Mercer’s findings, however, showed differences among countries. India had the highest projected salary increase for next year at 9.1%, while Japan, at 2.2%, had the lowest. Still, both figures were slightly higher than this year, when India’s rate was 8.79% and Japan’s 2.14%.

Mainland China, at 5.38%, was the only market projected to see a slight decrease in 2023, from 5.4% for 2022, as Asia’s largest economy struggles with a sluggish growth outlook. Hong Kong’s salary hikes next year were projected at 3.71%, over this year’s 3.55%, Mercer’s study showed.

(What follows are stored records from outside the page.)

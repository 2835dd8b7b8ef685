//! Layout of the kithost home directory.
//!
//! ```text
//! ~/.kithost/
//! ├── cache.json
//! ├── config.toml
//! ├── core/node_modules/...     core and base runtime packages
//! └── modules/
//!     ├── package.json
//!     └── node_modules/...      installed kits and plugins
//! ```

use std::fs;
use std::path::{Path, PathBuf};

use serde_json::json;

use super::config::CONFIG_FILE_NAME;

const CACHE_FILE_NAME: &str = "cache.json";
const CORE_DIR_NAME: &str = "core";
const MODULES_DIR_NAME: &str = "modules";
const NODE_MODULES: &str = "node_modules";
const PACKAGE_FILE: &str = "package.json";

/// Path accessors for the kithost home.
#[derive(Debug, Clone)]
pub struct Home {
    root: PathBuf,
}

impl Home {
    /// Home rooted at `root`.
    pub fn new(root: impl Into<PathBuf>) -> Self {
        Self { root: root.into() }
    }

    /// Create the directory layout and the installer manifests.
    pub fn init(&self) -> std::io::Result<()> {
        self.init_home()?;
        self.init_home_pkg()?;
        self.init_core()
    }

    /// Create the home directory.
    pub fn init_home(&self) -> std::io::Result<()> {
        fs::create_dir_all(&self.root)
    }

    /// Create the modules directory and its installer manifest.
    pub fn init_home_pkg(&self) -> std::io::Result<()> {
        let modules = self.get_modules_path();
        fs::create_dir_all(self.get_module_root())?;
        write_stub_manifest(&modules.join(PACKAGE_FILE), "kithost-modules")
    }

    /// Create the core directory and its installer manifest.
    pub fn init_core(&self) -> std::io::Result<()> {
        let core = self.get_core_path();
        fs::create_dir_all(core.join(NODE_MODULES))?;
        write_stub_manifest(&core.join(PACKAGE_FILE), "kithost-core")
    }

    /// Remove the core directory.
    pub fn clean_core_dir(&self) -> std::io::Result<()> {
        remove_dir_if_exists(&self.get_core_path())
    }

    /// Remove the installed modules.
    pub fn clean_modules_dir(&self) -> std::io::Result<()> {
        remove_dir_if_exists(&self.get_modules_path())
    }

    /// Remove the cache file.
    pub fn clean_cache_file(&self) -> std::io::Result<()> {
        match fs::remove_file(self.get_cache_file_path()) {
            Err(e) if e.kind() != std::io::ErrorKind::NotFound => Err(e),
            _ => Ok(()),
        }
    }

    /// The home directory.
    pub fn get_home_path(&self) -> &Path {
        &self.root
    }

    /// Install prefix of the core packages.
    pub fn get_core_path(&self) -> PathBuf {
        self.root.join(CORE_DIR_NAME)
    }

    /// `node_modules` of the core packages.
    pub fn get_core_module_path(&self) -> PathBuf {
        self.get_core_path().join(NODE_MODULES)
    }

    /// Install prefix of kits and plugins.
    pub fn get_modules_path(&self) -> PathBuf {
        self.root.join(MODULES_DIR_NAME)
    }

    /// `node_modules` of kits and plugins.
    pub fn get_module_root(&self) -> PathBuf {
        self.get_modules_path().join(NODE_MODULES)
    }

    /// Directory of an installed module.
    pub fn get_module_dir(&self, full_name: &str) -> PathBuf {
        self.get_module_root().join(full_name)
    }

    /// Manifest path of an installed module.
    pub fn get_module_pkg_path(&self, full_name: &str) -> PathBuf {
        self.get_module_dir(full_name).join(PACKAGE_FILE)
    }

    /// Manifest path of a core package.
    pub fn get_core_pkg_path(&self, full_name: &str) -> PathBuf {
        self.get_core_module_path().join(full_name).join(PACKAGE_FILE)
    }

    /// The cache file.
    pub fn get_cache_file_path(&self) -> PathBuf {
        self.root.join(CACHE_FILE_NAME)
    }

    /// The home config file.
    pub fn get_config_file_path(&self) -> PathBuf {
        self.root.join(CONFIG_FILE_NAME)
    }
}

fn write_stub_manifest(path: &Path, name: &str) -> std::io::Result<()> {
    if path.exists() {
        return Ok(());
    }
    let manifest = json!({ "name": name, "private": true, "dependencies": {} });
    fs::write(path, serde_json::to_string_pretty(&manifest)?)
}

fn remove_dir_if_exists(path: &Path) -> std::io::Result<()> {
    match fs::remove_dir_all(path) {
        Err(e) if e.kind() != std::io::ErrorKind::NotFound => Err(e),
        _ => Ok(()),
    }
}
use log::debug;

use crate::chain::{Amount, ChainReadError, ChainReader, TokenId};
use crate::wallet::ResolvedAddress;

/// Live ERC1155 balance of `token_id` at the resolved holder. A holder with
/// no tokens reads as zero; only RPC failures are errors.
pub async fn probe(
    resolved: &ResolvedAddress,
    token_id: TokenId,
    reader: &dyn ChainReader,
) -> Result<Amount, ChainReadError> {
    let balance = reader.balance_of(resolved.address, token_id).await?;
    debug!("balanceOf({}, {}) = {}", resolved.address, token_id, balance);
    Ok(balance)
}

In a majority of the cases, Mercer’s survey also showed that pay increase expectations in the region outpace inflation rates forecast for 2023. For instance, the survey projected inflation next year at 5.1% for India, 1.4% for Japan, 2.2% for mainland China and 2.4% for Hong Kong.
While the forecasts promise relief for workers concerned about climbing costs, some may be looking for more. Recruitment company Robert Walters showed in its Global Salary Survey released last month that people moving between jobs can expect a salary increase of 15% to 20% – and as high as 40% for those with specialised tech skills.
In Singapore, the report showed that 80% of employees were likely to request more pay, while 71% expected employers to consider the rising cost of living when evaluating pay rises or bonuses over the next 12 months.
Robert Walters surveyed 316 candidates and 105 companies in Singapore during September, finding that over 78% of workers polled were willing to consider changing jobs next year should their pay raises be lower than the inflation rate. Salaries, however, may not be the only issue.
“For many candidates, money is no longer the only factor when they make career decisions,” said Monty Sujanani, country manager at Robert Walters Singapore. “We have observed that when employees feel burnt out, or bored because they are not learning anymore, this compels them to look for other opportunities.”